(Collected data)
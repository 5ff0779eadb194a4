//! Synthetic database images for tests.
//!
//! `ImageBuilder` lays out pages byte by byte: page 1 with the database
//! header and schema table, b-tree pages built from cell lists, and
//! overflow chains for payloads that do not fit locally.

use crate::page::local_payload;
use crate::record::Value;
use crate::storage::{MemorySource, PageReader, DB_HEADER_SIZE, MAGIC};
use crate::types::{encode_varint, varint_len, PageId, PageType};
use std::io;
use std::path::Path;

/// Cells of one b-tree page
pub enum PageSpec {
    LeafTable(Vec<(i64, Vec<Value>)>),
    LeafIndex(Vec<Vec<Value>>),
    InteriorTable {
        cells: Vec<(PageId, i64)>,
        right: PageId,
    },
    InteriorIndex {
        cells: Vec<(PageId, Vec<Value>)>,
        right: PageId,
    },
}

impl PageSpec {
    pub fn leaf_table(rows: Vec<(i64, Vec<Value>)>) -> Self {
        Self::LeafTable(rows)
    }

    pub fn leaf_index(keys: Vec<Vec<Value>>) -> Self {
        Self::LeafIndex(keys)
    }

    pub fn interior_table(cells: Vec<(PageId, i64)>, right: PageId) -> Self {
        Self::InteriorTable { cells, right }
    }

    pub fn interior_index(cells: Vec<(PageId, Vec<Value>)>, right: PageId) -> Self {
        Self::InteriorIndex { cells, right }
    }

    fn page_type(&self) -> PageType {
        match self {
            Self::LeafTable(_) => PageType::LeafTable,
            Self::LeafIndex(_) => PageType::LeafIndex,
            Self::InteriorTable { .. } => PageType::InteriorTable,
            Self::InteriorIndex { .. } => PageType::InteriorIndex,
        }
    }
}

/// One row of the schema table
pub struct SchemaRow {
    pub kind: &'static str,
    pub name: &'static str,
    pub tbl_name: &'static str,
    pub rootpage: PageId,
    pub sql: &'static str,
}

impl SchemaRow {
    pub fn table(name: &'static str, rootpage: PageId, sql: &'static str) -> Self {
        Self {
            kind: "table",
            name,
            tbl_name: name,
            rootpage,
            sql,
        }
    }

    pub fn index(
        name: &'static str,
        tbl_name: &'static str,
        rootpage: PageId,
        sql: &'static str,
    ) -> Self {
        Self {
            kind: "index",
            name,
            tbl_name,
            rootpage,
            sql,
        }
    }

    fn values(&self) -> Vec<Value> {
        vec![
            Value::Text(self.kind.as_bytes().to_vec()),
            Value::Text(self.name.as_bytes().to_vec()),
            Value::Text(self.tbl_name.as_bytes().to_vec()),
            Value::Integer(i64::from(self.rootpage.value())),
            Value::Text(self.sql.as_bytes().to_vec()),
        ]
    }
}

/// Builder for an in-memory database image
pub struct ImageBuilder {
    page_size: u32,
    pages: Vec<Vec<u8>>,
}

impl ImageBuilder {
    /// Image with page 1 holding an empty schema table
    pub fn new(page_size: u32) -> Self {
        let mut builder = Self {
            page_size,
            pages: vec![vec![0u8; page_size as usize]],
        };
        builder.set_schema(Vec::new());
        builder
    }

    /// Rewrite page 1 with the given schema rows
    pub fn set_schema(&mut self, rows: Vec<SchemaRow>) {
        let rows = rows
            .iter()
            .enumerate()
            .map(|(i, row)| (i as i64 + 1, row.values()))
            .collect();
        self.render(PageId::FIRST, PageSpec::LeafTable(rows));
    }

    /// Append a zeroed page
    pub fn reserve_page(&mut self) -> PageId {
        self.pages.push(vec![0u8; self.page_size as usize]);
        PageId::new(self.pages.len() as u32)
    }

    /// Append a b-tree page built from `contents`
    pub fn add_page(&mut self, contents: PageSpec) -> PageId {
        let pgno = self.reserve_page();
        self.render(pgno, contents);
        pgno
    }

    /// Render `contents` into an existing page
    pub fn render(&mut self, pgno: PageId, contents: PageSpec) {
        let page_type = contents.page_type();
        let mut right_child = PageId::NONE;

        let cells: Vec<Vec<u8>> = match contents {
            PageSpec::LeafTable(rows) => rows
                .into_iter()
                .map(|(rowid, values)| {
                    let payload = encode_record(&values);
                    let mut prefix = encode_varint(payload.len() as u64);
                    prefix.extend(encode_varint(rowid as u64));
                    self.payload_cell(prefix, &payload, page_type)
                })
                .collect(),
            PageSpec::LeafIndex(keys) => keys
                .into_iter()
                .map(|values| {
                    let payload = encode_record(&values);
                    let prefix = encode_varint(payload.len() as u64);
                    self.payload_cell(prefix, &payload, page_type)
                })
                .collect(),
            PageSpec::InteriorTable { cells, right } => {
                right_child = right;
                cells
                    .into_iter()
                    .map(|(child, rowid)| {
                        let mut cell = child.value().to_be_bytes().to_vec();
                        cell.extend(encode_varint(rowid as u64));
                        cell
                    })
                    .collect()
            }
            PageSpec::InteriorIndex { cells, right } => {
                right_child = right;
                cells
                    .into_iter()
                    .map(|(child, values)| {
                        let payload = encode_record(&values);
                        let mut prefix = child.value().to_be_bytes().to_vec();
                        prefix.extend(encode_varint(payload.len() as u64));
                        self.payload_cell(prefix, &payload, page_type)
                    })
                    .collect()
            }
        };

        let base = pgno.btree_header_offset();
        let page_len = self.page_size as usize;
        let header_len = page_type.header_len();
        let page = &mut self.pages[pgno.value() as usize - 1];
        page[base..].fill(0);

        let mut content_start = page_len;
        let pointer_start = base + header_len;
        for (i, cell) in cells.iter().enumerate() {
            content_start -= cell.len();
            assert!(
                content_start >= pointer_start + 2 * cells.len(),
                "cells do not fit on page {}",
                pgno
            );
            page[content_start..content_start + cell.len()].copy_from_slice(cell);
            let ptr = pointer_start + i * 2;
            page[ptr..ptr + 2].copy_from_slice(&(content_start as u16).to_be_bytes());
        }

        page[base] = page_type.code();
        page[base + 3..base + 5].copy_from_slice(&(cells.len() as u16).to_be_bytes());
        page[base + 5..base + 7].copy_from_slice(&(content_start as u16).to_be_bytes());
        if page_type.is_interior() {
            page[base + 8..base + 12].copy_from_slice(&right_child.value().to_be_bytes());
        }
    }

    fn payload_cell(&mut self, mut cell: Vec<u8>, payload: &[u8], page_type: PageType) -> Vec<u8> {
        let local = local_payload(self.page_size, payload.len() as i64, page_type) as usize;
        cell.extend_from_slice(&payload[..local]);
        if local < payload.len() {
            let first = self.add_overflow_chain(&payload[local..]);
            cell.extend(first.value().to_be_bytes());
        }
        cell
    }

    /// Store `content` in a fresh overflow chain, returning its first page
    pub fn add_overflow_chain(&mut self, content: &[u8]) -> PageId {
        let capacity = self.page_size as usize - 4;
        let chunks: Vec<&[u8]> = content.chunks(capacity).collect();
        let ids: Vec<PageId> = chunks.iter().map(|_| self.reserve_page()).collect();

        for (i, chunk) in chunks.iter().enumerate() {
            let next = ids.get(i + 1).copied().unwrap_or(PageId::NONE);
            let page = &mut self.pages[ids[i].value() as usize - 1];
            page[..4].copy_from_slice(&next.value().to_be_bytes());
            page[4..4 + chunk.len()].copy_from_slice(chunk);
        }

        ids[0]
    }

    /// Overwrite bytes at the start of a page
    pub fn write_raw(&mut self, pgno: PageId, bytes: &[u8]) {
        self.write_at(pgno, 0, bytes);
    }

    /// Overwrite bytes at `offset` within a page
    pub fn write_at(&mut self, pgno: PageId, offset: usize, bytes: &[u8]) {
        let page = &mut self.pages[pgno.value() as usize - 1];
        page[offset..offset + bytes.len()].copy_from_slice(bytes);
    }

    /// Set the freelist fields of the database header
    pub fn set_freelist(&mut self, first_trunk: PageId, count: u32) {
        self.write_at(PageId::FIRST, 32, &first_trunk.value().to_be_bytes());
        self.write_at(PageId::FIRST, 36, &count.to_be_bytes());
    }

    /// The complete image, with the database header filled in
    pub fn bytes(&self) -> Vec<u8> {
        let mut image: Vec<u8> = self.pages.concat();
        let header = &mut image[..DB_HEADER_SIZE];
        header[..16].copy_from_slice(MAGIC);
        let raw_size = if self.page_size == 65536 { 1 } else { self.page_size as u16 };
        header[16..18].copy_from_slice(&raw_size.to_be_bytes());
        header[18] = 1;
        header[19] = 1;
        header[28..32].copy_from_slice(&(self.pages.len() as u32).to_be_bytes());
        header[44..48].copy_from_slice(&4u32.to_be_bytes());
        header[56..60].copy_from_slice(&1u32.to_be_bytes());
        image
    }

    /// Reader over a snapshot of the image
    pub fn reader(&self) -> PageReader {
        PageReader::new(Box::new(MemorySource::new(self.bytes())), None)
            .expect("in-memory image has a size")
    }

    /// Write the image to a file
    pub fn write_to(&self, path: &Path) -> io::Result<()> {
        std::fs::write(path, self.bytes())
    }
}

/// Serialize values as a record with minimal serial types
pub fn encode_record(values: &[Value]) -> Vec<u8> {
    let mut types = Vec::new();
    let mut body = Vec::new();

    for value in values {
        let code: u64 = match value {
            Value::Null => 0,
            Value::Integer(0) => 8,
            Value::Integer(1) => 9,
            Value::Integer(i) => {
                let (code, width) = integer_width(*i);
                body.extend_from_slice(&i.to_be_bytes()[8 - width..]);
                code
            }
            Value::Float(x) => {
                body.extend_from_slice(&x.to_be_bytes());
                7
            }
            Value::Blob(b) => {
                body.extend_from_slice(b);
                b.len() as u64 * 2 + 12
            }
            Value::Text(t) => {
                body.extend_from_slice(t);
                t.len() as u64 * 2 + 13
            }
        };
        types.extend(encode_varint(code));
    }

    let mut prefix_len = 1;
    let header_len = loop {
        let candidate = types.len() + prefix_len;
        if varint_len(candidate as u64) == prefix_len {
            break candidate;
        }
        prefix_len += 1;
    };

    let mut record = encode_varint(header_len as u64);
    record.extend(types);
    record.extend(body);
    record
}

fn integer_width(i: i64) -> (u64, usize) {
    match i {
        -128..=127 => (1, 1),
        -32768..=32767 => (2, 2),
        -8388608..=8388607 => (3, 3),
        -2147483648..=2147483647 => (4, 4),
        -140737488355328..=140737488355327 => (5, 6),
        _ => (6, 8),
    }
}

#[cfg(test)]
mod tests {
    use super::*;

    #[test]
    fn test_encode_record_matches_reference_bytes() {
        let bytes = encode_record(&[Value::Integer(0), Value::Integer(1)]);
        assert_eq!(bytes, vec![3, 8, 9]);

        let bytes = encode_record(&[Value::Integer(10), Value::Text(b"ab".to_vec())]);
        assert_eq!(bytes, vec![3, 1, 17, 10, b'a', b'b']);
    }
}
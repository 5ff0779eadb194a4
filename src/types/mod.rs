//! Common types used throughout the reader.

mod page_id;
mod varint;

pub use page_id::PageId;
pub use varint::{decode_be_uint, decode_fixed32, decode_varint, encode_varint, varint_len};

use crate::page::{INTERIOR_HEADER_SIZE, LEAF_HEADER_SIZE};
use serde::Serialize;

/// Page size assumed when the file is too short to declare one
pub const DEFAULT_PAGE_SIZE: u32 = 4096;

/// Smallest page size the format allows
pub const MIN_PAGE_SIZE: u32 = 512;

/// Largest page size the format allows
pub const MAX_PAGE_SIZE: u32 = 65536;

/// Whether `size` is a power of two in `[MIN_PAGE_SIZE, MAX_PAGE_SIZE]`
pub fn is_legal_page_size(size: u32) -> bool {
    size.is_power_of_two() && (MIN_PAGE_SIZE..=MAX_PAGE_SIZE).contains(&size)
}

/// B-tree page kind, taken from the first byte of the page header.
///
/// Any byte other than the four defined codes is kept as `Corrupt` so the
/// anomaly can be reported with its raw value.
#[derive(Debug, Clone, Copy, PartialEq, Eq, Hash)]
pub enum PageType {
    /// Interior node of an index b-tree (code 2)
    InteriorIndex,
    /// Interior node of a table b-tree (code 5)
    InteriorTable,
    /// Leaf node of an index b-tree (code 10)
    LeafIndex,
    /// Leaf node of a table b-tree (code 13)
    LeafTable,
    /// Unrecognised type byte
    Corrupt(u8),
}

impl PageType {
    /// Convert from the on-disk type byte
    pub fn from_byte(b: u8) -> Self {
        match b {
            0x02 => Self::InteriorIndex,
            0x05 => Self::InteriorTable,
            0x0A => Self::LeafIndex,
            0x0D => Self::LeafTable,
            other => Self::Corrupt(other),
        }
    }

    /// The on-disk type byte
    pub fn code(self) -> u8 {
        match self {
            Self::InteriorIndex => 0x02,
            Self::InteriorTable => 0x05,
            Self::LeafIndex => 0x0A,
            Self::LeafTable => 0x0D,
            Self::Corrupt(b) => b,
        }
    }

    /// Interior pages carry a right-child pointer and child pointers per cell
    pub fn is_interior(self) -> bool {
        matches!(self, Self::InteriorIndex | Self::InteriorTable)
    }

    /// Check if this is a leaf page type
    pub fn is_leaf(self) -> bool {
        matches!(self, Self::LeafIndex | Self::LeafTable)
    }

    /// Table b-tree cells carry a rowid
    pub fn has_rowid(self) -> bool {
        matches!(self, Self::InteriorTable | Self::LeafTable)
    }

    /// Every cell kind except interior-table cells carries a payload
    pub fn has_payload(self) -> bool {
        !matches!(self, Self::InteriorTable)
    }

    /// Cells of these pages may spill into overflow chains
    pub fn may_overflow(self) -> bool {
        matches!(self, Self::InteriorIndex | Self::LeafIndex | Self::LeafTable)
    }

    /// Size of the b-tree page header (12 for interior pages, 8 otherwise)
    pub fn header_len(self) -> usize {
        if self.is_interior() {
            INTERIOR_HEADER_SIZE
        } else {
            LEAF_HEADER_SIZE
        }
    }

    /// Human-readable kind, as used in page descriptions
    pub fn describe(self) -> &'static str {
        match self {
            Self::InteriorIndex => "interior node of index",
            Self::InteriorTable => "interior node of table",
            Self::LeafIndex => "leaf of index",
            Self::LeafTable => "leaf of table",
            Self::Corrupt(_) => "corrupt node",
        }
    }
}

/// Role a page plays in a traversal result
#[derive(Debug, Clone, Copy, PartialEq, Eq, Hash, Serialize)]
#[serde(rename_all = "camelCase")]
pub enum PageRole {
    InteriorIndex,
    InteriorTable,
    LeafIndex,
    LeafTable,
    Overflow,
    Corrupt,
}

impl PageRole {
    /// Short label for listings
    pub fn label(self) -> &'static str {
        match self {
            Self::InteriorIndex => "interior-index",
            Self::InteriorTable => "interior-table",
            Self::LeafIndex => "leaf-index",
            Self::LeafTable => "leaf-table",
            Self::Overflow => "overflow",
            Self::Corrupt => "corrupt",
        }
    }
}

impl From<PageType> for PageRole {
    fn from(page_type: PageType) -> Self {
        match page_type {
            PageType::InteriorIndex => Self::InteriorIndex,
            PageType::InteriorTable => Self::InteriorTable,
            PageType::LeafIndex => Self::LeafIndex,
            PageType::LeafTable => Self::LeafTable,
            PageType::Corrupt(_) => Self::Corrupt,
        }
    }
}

### Your task
Respond with one number, namely the count of lines in the entries above that hold the word "tests".

### Worked solution
2